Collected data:
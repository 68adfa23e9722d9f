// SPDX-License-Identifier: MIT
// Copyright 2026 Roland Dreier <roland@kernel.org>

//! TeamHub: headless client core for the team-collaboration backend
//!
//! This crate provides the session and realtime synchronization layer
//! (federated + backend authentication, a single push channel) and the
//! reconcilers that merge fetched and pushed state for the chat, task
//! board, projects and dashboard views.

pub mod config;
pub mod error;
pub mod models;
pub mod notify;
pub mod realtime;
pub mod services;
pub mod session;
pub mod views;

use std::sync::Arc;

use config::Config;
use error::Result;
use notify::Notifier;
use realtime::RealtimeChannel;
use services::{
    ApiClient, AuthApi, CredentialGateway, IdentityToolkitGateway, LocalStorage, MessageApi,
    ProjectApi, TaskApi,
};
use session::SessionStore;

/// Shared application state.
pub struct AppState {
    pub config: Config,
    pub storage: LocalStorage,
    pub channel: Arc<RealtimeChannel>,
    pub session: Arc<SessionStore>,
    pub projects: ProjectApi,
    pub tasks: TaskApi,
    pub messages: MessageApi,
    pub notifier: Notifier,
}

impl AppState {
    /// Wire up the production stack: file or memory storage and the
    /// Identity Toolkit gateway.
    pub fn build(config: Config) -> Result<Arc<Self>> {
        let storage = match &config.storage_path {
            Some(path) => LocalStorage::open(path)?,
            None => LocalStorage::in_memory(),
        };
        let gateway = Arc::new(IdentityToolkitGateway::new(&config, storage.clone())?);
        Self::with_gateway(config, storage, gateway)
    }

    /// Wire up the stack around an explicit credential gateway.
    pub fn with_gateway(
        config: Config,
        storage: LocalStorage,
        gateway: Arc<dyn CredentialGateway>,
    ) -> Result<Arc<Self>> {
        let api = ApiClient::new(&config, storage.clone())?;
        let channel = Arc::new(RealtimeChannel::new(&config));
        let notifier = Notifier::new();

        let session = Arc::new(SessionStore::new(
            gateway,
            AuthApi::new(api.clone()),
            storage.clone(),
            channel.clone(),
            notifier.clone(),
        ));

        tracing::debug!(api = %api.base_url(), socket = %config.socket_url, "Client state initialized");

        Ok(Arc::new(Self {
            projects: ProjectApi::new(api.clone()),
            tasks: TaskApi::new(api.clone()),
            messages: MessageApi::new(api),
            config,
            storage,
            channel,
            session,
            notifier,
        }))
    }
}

==

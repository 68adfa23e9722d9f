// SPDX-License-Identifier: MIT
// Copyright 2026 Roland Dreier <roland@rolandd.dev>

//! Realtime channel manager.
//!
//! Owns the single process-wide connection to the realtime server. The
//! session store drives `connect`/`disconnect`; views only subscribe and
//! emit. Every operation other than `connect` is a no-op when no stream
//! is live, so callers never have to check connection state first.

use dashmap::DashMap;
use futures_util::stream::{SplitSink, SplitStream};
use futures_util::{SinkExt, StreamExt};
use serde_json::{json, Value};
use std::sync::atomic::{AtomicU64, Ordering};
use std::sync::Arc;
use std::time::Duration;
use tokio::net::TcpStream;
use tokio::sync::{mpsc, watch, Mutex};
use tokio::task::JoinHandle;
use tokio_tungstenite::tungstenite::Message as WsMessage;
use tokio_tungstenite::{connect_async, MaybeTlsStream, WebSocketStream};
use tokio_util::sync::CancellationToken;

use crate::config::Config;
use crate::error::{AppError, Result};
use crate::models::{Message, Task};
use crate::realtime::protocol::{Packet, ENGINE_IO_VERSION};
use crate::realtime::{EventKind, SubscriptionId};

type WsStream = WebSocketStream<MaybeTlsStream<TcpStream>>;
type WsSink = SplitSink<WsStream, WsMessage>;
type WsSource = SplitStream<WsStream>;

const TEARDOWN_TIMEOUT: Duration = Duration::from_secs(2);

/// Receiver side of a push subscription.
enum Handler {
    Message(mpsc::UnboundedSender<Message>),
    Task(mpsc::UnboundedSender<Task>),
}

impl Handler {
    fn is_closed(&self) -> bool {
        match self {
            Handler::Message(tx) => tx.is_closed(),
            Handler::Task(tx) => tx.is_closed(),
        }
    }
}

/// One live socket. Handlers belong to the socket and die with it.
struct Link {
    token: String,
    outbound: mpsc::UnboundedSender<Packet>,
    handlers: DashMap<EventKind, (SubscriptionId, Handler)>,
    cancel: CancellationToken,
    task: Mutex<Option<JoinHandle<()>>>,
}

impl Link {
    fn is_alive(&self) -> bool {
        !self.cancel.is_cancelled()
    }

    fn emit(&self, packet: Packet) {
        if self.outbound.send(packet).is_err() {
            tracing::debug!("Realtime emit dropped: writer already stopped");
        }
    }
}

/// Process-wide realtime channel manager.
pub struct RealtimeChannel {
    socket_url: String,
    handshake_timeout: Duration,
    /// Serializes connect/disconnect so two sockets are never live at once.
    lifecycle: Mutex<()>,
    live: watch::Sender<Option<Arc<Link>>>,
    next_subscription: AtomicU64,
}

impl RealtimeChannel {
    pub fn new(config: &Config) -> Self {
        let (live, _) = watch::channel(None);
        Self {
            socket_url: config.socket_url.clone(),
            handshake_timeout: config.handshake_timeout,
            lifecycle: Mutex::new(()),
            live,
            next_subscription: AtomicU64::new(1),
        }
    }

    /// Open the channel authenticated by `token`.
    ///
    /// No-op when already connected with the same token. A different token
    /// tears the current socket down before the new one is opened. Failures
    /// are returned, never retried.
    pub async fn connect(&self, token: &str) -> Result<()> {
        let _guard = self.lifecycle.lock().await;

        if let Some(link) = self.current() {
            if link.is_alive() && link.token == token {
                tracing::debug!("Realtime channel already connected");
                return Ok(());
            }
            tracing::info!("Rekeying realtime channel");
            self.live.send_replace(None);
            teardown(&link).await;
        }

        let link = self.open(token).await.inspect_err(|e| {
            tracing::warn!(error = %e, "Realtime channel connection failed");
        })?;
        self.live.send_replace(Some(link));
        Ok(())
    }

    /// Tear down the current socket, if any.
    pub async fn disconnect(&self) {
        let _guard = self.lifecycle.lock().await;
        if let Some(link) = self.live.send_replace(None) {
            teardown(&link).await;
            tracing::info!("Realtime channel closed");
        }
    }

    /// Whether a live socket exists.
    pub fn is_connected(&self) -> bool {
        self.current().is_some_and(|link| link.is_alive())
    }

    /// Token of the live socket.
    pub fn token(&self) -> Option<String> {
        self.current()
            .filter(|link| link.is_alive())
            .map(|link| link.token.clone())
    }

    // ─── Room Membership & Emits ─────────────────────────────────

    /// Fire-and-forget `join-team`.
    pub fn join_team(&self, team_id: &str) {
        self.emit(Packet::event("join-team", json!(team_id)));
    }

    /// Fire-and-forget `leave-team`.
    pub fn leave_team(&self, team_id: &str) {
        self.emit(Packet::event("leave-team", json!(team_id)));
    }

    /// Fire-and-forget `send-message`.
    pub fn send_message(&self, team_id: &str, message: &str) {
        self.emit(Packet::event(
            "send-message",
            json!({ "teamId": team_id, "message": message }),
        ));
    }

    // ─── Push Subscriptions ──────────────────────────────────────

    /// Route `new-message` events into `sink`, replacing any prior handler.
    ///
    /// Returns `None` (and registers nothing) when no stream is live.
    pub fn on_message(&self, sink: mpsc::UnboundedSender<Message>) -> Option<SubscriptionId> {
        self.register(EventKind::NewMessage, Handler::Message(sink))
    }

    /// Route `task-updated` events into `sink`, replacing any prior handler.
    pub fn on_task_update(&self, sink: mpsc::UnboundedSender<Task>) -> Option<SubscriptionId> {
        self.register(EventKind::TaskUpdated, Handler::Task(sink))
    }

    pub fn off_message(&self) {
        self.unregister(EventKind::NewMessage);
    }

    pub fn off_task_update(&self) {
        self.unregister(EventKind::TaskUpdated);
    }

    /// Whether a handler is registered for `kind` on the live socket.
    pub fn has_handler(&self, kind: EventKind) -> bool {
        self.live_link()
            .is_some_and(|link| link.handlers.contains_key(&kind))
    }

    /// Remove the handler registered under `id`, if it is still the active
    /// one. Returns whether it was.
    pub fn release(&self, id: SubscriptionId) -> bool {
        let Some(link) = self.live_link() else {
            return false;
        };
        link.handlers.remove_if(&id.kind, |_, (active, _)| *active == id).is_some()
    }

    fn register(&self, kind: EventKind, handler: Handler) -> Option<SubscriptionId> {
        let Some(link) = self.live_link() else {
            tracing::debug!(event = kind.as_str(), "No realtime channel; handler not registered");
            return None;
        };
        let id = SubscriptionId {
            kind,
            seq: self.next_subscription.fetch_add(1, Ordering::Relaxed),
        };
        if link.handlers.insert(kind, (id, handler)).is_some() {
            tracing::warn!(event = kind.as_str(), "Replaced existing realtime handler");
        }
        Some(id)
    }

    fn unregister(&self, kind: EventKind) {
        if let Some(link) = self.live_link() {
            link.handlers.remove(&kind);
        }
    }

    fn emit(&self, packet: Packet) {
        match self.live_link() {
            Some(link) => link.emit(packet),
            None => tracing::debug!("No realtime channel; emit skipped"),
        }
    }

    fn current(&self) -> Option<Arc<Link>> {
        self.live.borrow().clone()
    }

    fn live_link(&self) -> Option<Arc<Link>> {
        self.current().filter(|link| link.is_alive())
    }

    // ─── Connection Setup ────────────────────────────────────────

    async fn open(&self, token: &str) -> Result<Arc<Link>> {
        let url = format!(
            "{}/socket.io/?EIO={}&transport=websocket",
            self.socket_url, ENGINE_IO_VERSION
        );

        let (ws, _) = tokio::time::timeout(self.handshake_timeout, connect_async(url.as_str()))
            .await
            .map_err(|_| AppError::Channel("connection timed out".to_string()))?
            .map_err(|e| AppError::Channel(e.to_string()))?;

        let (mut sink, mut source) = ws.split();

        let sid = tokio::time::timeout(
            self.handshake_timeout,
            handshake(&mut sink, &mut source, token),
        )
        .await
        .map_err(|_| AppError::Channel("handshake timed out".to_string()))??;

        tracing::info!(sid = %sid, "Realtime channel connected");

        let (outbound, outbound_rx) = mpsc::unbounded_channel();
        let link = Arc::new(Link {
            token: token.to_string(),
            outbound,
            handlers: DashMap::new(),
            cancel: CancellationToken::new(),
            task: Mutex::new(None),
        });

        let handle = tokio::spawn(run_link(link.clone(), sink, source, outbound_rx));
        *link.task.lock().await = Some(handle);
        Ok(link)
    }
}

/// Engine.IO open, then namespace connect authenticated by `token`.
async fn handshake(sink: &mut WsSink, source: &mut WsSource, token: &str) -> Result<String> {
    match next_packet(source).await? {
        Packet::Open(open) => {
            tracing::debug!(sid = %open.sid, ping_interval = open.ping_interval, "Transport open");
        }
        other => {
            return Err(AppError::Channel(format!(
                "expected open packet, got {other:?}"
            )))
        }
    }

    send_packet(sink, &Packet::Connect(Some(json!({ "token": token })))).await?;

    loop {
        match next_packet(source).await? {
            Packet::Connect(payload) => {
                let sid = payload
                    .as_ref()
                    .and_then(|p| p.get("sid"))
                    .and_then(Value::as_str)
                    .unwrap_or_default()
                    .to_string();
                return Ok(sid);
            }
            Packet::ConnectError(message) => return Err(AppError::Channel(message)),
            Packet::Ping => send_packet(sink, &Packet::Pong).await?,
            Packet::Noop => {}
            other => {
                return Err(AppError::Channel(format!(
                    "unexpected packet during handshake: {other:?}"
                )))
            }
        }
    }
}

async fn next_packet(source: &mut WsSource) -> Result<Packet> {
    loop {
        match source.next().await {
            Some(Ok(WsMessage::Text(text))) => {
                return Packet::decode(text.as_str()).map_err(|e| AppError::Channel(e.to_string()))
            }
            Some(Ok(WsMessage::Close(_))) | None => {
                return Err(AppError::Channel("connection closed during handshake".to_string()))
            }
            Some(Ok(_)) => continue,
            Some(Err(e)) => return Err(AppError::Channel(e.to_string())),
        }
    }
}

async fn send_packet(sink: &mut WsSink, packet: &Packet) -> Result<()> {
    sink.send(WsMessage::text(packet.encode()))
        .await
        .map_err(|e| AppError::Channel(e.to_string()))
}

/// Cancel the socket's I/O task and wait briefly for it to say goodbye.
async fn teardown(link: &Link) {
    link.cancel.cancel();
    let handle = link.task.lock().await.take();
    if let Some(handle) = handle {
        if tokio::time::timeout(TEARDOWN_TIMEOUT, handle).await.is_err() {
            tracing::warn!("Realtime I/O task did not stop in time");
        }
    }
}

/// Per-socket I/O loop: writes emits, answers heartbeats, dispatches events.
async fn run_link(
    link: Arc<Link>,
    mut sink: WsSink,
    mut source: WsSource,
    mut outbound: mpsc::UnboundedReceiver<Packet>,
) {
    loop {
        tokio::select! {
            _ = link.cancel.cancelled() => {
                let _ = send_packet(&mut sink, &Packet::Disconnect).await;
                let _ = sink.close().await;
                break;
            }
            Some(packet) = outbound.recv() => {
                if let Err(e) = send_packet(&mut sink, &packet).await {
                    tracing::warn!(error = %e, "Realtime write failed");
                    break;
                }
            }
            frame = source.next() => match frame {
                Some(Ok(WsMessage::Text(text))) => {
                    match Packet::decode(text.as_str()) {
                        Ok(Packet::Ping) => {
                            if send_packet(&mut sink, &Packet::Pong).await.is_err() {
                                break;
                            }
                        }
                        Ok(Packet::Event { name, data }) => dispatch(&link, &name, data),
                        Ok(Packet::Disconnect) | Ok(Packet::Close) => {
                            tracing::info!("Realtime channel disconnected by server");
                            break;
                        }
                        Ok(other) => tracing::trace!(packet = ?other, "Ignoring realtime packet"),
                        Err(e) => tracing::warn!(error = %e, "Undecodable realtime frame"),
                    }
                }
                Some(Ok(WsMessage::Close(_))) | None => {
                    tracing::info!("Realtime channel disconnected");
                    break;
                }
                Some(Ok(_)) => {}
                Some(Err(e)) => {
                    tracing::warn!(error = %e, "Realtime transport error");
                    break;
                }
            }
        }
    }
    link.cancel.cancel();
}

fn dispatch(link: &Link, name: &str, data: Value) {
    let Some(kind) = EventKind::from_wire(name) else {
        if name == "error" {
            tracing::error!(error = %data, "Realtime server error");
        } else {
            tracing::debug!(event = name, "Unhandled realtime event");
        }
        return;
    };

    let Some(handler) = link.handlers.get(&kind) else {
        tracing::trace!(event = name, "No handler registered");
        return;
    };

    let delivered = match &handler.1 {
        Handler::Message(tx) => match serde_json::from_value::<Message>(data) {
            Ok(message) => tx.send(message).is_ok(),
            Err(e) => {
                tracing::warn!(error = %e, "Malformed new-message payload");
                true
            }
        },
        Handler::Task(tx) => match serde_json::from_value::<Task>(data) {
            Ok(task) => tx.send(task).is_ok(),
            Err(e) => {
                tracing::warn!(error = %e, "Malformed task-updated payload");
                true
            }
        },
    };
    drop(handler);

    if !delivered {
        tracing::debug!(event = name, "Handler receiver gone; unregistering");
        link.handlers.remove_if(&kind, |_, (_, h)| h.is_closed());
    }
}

> [EXERCISE] Every line in the records above that contains the word "other" is to be copied out.

> [FINISHED TASK]
//! emit. Every operation other than `connect` is a no-op when no stream
        other => {
                "expected open packet, got {other:?}"
            other => {
                    "unexpected packet during handshake: {other:?}"
                        Ok(other) => tracing::trace!(packet = ?other, "Ignoring realtime packet"),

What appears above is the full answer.